What to do if you've lost your dog or cat

Help, My Dog is Lost!

Take a deep breath.  Check the house and the yard.  If you are sure your pet is missing, get out immediately and check the neighborhood.  There is a pet tracker locally who recommends calling him within an hour.  The sooner you start your search the better.  Call Animal Control and advise them that your pet is missing.  If they pick the animal up as a stray, they can match the description to your missing pet.  GO TO THE POUND EVERY DAY!  Your description of your pet may not sound the same as what he looks like if he gets picked up.  Collars and tags are great, microchips are better, none are 100%. 

He's still missing

If after the first few hours your pet hasn't turned up, you need to cast your net wider.  Make up a COLOR flyer with a recent picture of your pet.  Use the word "Reward" in big letters.  Make as many copies as you can afford and put them up anywhere people can see them; gas stations, supermarket bulletin boards, restaurants, etc.  Call local vets and humane societies, post pictures on Facebook and Twitter, send e-mails, whatever you can think of to get the word out.  For cats, food-baited traps with something that smells like you may be a good option.  For dogs, having people out calling (if your dog is people-friendly) is a good way to go. 

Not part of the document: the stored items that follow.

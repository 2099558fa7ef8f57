//! Server-side point repository.

use crate::error::{ServerError, ServerResult};
use parking_lot::Mutex;
use pointsync_protocol::PointSet;
use pointsync_storage::StorageBackend;
use tracing::debug;

/// Storage key of the server's point array.
pub const POINTS_KEY: &str = "points";

/// The server's durable point set.
///
/// The repository maintains:
/// - One JSON array of points under [`POINTS_KEY`]
/// - A mutex that serialises every read-modify-write, so concurrent pushes
///   from different clients never interleave their unions
///
/// State is re-read from the backend on every request; nothing is cached, so
/// a storage failure surfaces on the request that hit it.
pub struct ServerRepository {
    backend: Box<dyn StorageBackend>,
    lock: Mutex<()>,
}

impl ServerRepository {
    /// Opens a repository, initialising the stored set to `[]` if absent.
    ///
    /// # Errors
    ///
    /// Returns an error if the backend cannot be read or written.
    pub fn open(backend: Box<dyn StorageBackend>) -> ServerResult<Self> {
        if backend.get(POINTS_KEY)?.is_none() {
            debug!("initialising empty point store");
            backend.put(POINTS_KEY, b"[]")?;
        }
        Ok(Self {
            backend,
            lock: Mutex::new(()),
        })
    }

    /// Returns the entire stored set.
    pub fn fetch_all(&self) -> ServerResult<PointSet> {
        let _guard = self.lock.lock();
        self.load()
    }

    /// Unions `incoming` into the stored set, incoming records winning on
    /// id collision, persists the result and returns the new point count.
    pub fn replace_all(&self, incoming: PointSet) -> ServerResult<usize> {
        let _guard = self.lock.lock();

        let mut points = self.load()?;
        let before = points.len();
        let pushed = incoming.len();
        points.union_incoming(incoming);
        self.save(&points)?;

        debug!(pushed, before, after = points.len(), "applied push");
        Ok(points.len())
    }

    /// Removes one id from the stored set and returns the new point count.
    ///
    /// Removing an id the server does not hold is a no-op.
    pub fn remove(&self, id: &str) -> ServerResult<usize> {
        let _guard = self.lock.lock();

        let mut points = self.load()?;
        if points.remove(id).is_some() {
            self.save(&points)?;
            debug!(%id, remaining = points.len(), "removed point");
        }
        Ok(points.len())
    }

    /// Returns the number of stored points.
    pub fn len(&self) -> ServerResult<usize> {
        Ok(self.fetch_all()?.len())
    }

    /// Returns true if no points are stored.
    pub fn is_empty(&self) -> ServerResult<bool> {
        Ok(self.len()? == 0)
    }

    fn load(&self) -> ServerResult<PointSet> {
        match self.backend.get(POINTS_KEY)? {
            Some(bytes) => {
                serde_json::from_slice(&bytes).map_err(|e| ServerError::Corrupted(e.to_string()))
            }
            None => Ok(PointSet::new()),
        }
    }

    fn save(&self, points: &PointSet) -> ServerResult<()> {
        let bytes =
            serde_json::to_vec_pretty(points).map_err(|e| ServerError::Corrupted(e.to_string()))?;
        self.backend.put(POINTS_KEY, &bytes)?;
        Ok(())
    }
}

#[cfg(test)]
mod tests {
    use super::*;
    use pointsync_protocol::Point;
    use pointsync_storage::InMemoryBackend;
    use proptest::prelude::*;
    use std::sync::Arc;

    fn point(id: &str, name: &str) -> Point {
        Point::with_id(id, name, 1.0, 2.0).unwrap()
    }

    fn set(points: Vec<Point>) -> PointSet {
        points.into()
    }

    fn empty_repository() -> ServerRepository {
        ServerRepository::open(Box::new(InMemoryBackend::new())).unwrap()
    }

    #[test]
    fn open_initialises_empty_array() {
        let backend = Arc::new(InMemoryBackend::new());
        let repository = ServerRepository::open(Box::new(Arc::clone(&backend))).unwrap();

        assert_eq!(backend.get(POINTS_KEY).unwrap().unwrap(), b"[]");
        assert!(repository.is_empty().unwrap());
    }

    #[test]
    fn open_keeps_existing_points() {
        let backend =
            InMemoryBackend::with_entry(POINTS_KEY, br#"[{"id":"A","name":"X","lat":1,"lng":2}]"#);
        let repository = ServerRepository::open(Box::new(backend)).unwrap();
        assert_eq!(repository.len().unwrap(), 1);
    }

    #[test]
    fn push_incoming_wins_and_adds() {
        let repository = empty_repository();
        repository.replace_all(set(vec![point("A", "v1")])).unwrap();

        let count = repository
            .replace_all(set(vec![point("A", "v2"), point("B", "v3")]))
            .unwrap();

        assert_eq!(count, 2);
        assert_eq!(
            repository.fetch_all().unwrap(),
            set(vec![point("A", "v2"), point("B", "v3")])
        );
    }

    #[test]
    fn push_never_drops_unknown_ids() {
        let repository = empty_repository();
        repository
            .replace_all(set(vec![point("other-client", "x")]))
            .unwrap();
        repository.replace_all(set(vec![point("mine", "y")])).unwrap();

        let stored = repository.fetch_all().unwrap();
        assert!(stored.contains("other-client"));
        assert!(stored.contains("mine"));
    }

    #[test]
    fn remove_point() {
        let repository = empty_repository();
        repository
            .replace_all(set(vec![point("A", "a"), point("B", "b")]))
            .unwrap();

        assert_eq!(repository.remove("A").unwrap(), 1);
        assert_eq!(repository.remove("missing").unwrap(), 1);
        assert!(!repository.fetch_all().unwrap().contains("A"));
    }

    #[test]
    fn corrupted_store_is_server_error() {
        let backend = InMemoryBackend::with_entry(POINTS_KEY, b"{not json");
        let repository = ServerRepository::open(Box::new(backend)).unwrap();
        let err = repository.fetch_all().unwrap_err();
        assert!(matches!(err, ServerError::Corrupted(_)));
        assert!(err.is_server_error());
    }

    #[test]
    fn storage_read_failure_surfaces() {
        let backend = Arc::new(InMemoryBackend::new());
        let repository = ServerRepository::open(Box::new(Arc::clone(&backend))).unwrap();
        backend.set_fail_reads(true);
        assert!(matches!(
            repository.fetch_all(),
            Err(ServerError::Storage(_))
        ));
    }

    #[test]
    fn concurrent_pushes_lose_nothing() {
        let repository = Arc::new(empty_repository());
        let handles: Vec<_> = (0..8)
            .map(|client| {
                let repository = Arc::clone(&repository);
                std::thread::spawn(move || {
                    for i in 0..10 {
                        let id = format!("c{client}-p{i}");
                        repository.replace_all(set(vec![point(&id, "x")])).unwrap();
                    }
                })
            })
            .collect();
        for handle in handles {
            handle.join().unwrap();
        }
        assert_eq!(repository.len().unwrap(), 80);
    }

    fn points_strategy(prefix: &'static str) -> impl Strategy<Value = PointSet> {
        prop::collection::vec(("[a-f0-9]{1,6}", "[A-Za-z ]{0,12}", -90.0..=90.0f64), 0..12)
            .prop_map(move |rows| {
                rows.into_iter()
                    .map(|(id, name, lat)| {
                        Point::with_id(format!("{prefix}{id}"), name, lat, lat / 2.0).unwrap()
                    })
                    .collect()
            })
    }

    proptest! {
        #[test]
        fn push_is_idempotent(base in points_strategy("s"), pushed in points_strategy("c")) {
            let once = empty_repository();
            once.replace_all(base.clone()).unwrap();
            once.replace_all(pushed.clone()).unwrap();

            let twice = empty_repository();
            twice.replace_all(base).unwrap();
            twice.replace_all(pushed.clone()).unwrap();
            twice.replace_all(pushed).unwrap();

            prop_assert_eq!(once.fetch_all().unwrap(), twice.fetch_all().unwrap());
        }

        #[test]
        fn disjoint_pushes_commute(a in points_strategy("a"), b in points_strategy("b")) {
            let ab = empty_repository();
            ab.replace_all(a.clone()).unwrap();
            ab.replace_all(b.clone()).unwrap();

            let ba = empty_repository();
            ba.replace_all(b).unwrap();
            ba.replace_all(a).unwrap();

            prop_assert_eq!(ab.fetch_all().unwrap(), ba.fetch_all().unwrap());
        }

        #[test]
        fn pushed_set_is_contained_afterwards(base in points_strategy("x"), pushed in points_strategy("x")) {
            let repository = empty_repository();
            repository.replace_all(base).unwrap();
            repository.replace_all(pushed.clone()).unwrap();

            let stored = repository.fetch_all().unwrap();
            for p in pushed.iter() {
                prop_assert_eq!(stored.get(p.id.as_str()), Some(p));
            }
        }
    }
}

Have your pet spayed or neutered.  Looking for love is the most common reason to run, 70% of the animals found hit on the road are un-neutered males.  If you have a fenced yard, check it frequently for any potential escape points. When traveling with your pet, take extra care.  Yes, your cat hates the carrier, but she'll be safe in it. A harness is much less likely to be wriggled out of than a collar.  Animals in strange environments behave differently than they do at home.  If you know your pet is an escape artist, put some extra safeguards in place like an extra clip on the gate lock.  Make sure you have an up to date picture of your pet. An ID tag with your cell phone number is worth its weight in gold.  A microchip can mean the difference between your pet coming home or not.

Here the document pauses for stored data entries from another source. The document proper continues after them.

//! # pointsync Storage
//!
//! Key-value persistence backends for pointsync replicas.
//!
//! This crate provides the lowest-level persistence contract. Backends are
//! **opaque byte stores** keyed by short names: they do not interpret the
//! JSON the engine and server write into them.
//!
//! ## Design Principles
//!
//! - A `put` replaces the whole value under a key
//! - A `get` for a key never written returns `None`, not an error
//! - Must be `Send + Sync` so replicas can share a backend across tasks
//!
//! ## Available Backends
//!
//! - [`InMemoryBackend`] - For testing and ephemeral replicas
//! - [`FileBackend`] - One file per key inside a locked directory
//!
//! ## Example
//!
//! ```rust
//! use pointsync_storage::{StorageBackend, InMemoryBackend};
//!
//! let backend = InMemoryBackend::new();
//! backend.put("map_points", b"[]").unwrap();
//! assert_eq!(backend.get("map_points").unwrap().as_deref(), Some(&b"[]"[..]));
//! assert!(backend.get("server_url").unwrap().is_none());
//! ```

#![deny(unsafe_code)]
#![warn(missing_docs)]

mod backend;
mod error;
mod file;
mod memory;

pub use backend::{validate_key, StorageBackend};
pub use error::{StorageError, StorageResult};
pub use file::FileBackend;
pub use memory::InMemoryBackend;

What to do if you've found a dog

I couldn't just leave him there

We get dozens of calls each week from people who have found dogs or cats.  There are rescue groups and government agencies who care for stray animals and they are admittedly overwhelmed.  Taking in a stray is a big undertaking.  It has financial and family obligations that need to be considered. As of this posting we do not know of any programs in our community that offer money to help people who take in found animals.  Do you have the money to care for another pet?  If the owner comes forward are you prepared emotionally to give him back?  If the animal turns out to have health or behavior issues are you able to handle them, emotionally and financially?  Is your family, human and animal, ready for an addition?  If you aren't prepared for this the best thing to do is leave the animal where you found it. 

I can do this

The first step is to try to find out if the animal has an owner.  Check for a collar and ID tags.  Bring him to a vet to have him scanned for a microchip.    Does he appear well taken care of?  Some street dogs that look rough have been lost for a while and actually have loving familes that are desperately looking for them.  Don't judge a book by its cover, or coat.
We recommend placing an ad in the local paper describing the pet.  7 days after the paper is published if no one claims the dog, you can consider the dog yours.  This will protect you if the owner comes back weeks or months later after you have spent hundreds of dollars.  That means you may have to keep the dog for almost 2 weeks depending on the newspaper's publishing schedule.  We generally recommend giving the dog a rabies vaccine if you plan on keeping the dog around your family during that time. 

But he's hurt

If you have found an injured animal, be careful.  The friendliest house pet can bite when in pain. Rabies is also a consideration.  With a stray, by definition, you don't know anything about it's history.  It may not have had any vaccines and the law will assume it has not.  If you get bit, rabies protocol will go into effect.
If you want to take on the financial obligation, and can safely do so, take the animal to your veterinarian or emergency clinic.  Do not ever attempt to handle a wild animal.  Most people do not have hundreds of dollars to spend on an animal they don't know, but still can't bear to leave an animal to suffer.  Please call Animal Control so they can tend to the animal.